*Stored data*.
☆ ☆ ☆ ☆ ☆ ☆ ☆
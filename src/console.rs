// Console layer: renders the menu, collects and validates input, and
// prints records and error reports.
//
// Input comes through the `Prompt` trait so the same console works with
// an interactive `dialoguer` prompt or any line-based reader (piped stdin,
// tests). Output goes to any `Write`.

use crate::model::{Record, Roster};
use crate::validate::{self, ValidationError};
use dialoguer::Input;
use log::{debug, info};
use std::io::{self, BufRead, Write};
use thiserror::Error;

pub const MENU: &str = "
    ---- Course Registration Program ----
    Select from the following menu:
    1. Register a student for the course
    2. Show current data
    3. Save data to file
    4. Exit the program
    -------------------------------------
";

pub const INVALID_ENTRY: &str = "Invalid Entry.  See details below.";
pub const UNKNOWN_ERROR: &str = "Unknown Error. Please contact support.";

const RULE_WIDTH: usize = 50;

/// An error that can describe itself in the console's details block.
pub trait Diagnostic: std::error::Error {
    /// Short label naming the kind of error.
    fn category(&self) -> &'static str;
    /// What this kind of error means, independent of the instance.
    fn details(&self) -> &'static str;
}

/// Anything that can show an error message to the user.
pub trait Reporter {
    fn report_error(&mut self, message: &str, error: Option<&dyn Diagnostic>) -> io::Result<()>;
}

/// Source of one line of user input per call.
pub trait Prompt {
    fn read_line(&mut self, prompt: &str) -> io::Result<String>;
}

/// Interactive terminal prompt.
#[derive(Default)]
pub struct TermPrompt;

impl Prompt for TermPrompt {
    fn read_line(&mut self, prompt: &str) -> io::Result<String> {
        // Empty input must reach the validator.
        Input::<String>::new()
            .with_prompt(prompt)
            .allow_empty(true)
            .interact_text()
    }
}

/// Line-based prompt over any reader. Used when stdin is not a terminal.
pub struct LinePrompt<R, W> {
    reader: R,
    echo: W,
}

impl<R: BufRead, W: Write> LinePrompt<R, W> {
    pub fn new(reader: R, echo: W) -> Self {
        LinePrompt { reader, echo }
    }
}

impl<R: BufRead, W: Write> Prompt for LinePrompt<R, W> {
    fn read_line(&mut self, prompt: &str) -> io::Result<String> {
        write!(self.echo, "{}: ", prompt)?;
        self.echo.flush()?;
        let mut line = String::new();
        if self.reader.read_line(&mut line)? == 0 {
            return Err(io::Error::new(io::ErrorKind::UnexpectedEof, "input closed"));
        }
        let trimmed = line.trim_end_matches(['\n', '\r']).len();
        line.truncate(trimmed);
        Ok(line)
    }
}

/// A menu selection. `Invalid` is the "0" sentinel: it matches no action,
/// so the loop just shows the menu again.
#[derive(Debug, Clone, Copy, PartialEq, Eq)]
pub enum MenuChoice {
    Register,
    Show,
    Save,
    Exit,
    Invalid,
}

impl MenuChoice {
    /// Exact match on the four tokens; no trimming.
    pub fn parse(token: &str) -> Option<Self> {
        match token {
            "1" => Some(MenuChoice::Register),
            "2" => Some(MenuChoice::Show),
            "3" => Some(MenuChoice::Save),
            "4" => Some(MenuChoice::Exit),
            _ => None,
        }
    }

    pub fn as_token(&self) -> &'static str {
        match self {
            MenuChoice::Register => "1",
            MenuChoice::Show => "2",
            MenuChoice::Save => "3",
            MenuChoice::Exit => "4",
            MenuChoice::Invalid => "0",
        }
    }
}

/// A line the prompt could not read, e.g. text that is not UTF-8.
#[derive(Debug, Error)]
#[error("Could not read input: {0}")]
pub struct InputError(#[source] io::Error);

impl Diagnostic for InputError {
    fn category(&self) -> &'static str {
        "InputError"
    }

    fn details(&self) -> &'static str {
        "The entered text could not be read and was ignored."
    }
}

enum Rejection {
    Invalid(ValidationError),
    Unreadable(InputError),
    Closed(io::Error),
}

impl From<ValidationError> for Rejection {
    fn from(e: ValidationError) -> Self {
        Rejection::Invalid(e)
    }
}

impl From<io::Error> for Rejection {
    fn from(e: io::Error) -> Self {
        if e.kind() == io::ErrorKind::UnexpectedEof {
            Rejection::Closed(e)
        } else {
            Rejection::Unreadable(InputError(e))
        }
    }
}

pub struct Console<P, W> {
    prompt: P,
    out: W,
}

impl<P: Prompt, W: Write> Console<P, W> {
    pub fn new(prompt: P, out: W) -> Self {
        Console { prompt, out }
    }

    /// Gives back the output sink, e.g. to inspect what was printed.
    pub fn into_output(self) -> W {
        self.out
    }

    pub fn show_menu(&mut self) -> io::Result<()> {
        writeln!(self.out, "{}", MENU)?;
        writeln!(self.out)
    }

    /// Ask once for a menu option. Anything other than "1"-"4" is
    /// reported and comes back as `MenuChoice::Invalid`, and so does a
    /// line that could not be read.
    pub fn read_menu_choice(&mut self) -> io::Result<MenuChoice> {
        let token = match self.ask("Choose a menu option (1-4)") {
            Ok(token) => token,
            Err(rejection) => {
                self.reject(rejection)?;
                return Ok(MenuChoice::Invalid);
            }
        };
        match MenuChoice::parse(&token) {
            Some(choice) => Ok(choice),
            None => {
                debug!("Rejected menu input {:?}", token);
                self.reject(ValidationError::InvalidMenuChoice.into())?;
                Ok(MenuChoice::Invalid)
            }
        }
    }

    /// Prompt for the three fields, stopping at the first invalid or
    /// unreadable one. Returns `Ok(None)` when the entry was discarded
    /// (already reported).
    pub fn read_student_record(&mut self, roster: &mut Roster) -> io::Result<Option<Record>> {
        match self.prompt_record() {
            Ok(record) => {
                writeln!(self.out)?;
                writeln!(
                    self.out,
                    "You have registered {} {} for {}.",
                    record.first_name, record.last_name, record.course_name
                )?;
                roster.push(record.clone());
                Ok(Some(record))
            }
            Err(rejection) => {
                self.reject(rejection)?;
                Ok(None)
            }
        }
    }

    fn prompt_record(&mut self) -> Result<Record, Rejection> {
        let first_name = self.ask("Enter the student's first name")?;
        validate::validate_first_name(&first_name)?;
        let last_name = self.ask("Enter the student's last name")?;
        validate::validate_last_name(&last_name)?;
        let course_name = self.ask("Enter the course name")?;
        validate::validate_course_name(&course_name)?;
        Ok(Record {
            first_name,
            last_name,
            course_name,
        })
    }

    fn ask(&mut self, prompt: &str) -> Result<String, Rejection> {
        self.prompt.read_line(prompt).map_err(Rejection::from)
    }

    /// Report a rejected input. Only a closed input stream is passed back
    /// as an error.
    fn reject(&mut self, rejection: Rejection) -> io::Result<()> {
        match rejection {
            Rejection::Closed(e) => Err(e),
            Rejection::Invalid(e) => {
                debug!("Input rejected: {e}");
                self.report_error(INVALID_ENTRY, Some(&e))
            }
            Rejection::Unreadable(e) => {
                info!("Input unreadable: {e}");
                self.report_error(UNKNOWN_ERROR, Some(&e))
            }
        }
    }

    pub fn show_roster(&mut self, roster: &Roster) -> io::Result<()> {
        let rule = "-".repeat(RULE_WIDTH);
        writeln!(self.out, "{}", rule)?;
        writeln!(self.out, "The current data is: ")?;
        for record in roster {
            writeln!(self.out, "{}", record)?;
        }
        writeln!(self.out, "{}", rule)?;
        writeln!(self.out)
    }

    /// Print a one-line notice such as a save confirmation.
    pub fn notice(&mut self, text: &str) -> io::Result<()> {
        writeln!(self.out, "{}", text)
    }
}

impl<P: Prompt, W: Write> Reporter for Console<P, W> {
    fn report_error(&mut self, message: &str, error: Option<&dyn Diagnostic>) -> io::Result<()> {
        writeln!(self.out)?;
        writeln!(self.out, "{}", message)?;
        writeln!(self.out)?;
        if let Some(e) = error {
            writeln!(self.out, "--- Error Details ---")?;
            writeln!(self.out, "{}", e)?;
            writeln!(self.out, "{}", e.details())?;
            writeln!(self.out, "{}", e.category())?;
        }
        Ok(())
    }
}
☆ ☆ ☆ ☆ ☆ ☆ ☆
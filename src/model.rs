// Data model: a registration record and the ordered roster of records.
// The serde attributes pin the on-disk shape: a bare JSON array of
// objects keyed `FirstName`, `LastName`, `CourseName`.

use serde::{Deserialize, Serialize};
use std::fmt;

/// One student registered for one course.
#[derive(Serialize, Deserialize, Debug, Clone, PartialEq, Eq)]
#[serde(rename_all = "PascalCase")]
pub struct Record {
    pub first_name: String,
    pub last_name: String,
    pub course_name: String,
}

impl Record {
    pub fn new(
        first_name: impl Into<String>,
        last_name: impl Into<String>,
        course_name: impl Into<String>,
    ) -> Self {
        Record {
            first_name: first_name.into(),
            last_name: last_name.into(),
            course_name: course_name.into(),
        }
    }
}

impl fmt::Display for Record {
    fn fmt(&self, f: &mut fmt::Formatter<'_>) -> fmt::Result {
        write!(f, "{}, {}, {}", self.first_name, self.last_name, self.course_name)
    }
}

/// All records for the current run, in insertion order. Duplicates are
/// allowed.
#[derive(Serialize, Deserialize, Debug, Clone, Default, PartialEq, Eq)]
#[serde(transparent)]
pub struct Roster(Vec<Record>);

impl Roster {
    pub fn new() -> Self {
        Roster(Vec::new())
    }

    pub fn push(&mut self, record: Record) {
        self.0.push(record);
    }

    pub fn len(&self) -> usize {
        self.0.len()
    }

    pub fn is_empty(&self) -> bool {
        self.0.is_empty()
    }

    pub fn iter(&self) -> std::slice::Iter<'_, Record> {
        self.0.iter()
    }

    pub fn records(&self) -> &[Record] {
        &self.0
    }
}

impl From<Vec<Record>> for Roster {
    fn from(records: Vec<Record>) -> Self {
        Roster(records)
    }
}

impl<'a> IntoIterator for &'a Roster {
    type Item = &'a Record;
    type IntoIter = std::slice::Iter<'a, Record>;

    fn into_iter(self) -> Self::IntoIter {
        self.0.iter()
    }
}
☆ ☆ ☆ ☆ ☆ ☆ ☆
*Instructions for the task*.
Going through the entries, return every line holding the word "trimmed".

*Response below*.
        let trimmed = line.trim_end_matches(['\n', '\r']).len();
        line.truncate(trimmed);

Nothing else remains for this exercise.